# [Work request]
Answer with only the number of lines below where "usize" appears.

Data records
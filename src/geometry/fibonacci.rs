//! Golden-angle (Fibonacci) point distribution on the sphere.

use std::f64::consts::PI;

use glam::DVec3;

use super::coords::SpherePoint;

/// Fraction of `π` excluded around each pole.
///
/// Points closer than `0.05π` to a pole are dropped so that the `1 / sin θ`
/// factor in longitudinal derivatives stays bounded.
pub const POLAR_CAP_FRACTION: f64 = 0.05;

/// Generates up to `count` quasi-uniform sample points on the sphere.
///
/// Points are laid out on a golden-angle spiral running from `y = 1` down to
/// `y = -1`, then every point inside either polar cap is discarded, so the
/// result may be shorter than `count`. The output is fully deterministic.
///
/// # Arguments
/// * `count` - Number of spiral points generated before polar exclusion
pub fn fibonacci_sphere(count: usize) -> Vec<SpherePoint> {
    spiral_vectors(count)
        .map(SpherePoint::from_spiral)
        .filter(|p| p.outside_polar_caps(POLAR_CAP_FRACTION))
        .collect()
}

/// Raw spiral positions on the unit sphere, before polar exclusion.
fn spiral_vectors(count: usize) -> impl Iterator<Item = DVec3> {
    let golden_angle = PI * (3.0 - 5.0_f64.sqrt());
    let denom = count.saturating_sub(1).max(1) as f64;

    (0..count).map(move |i| {
        // y runs from 1 to -1
        let y = 1.0 - (i as f64 / denom) * 2.0;
        let radius = (1.0 - y * y).max(0.0).sqrt();
        let golden = golden_angle * i as f64;
        DVec3::new(golden.cos() * radius, y, golden.sin() * radius)
    })
}

impl SpherePoint {
    /// Maps a spiral position to `(lon, colat)`.
    ///
    /// The spiral is built around the Y axis while colatitude is read from Z,
    /// and longitude is shifted by `π` into `[0, 2π]`.
    fn from_spiral(p: DVec3) -> Self {
        let colat = p.z.clamp(-1.0, 1.0).acos();
        let lon = p.y.atan2(p.x) + PI;
        Self { lon, colat }
    }
}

# [Solution]
2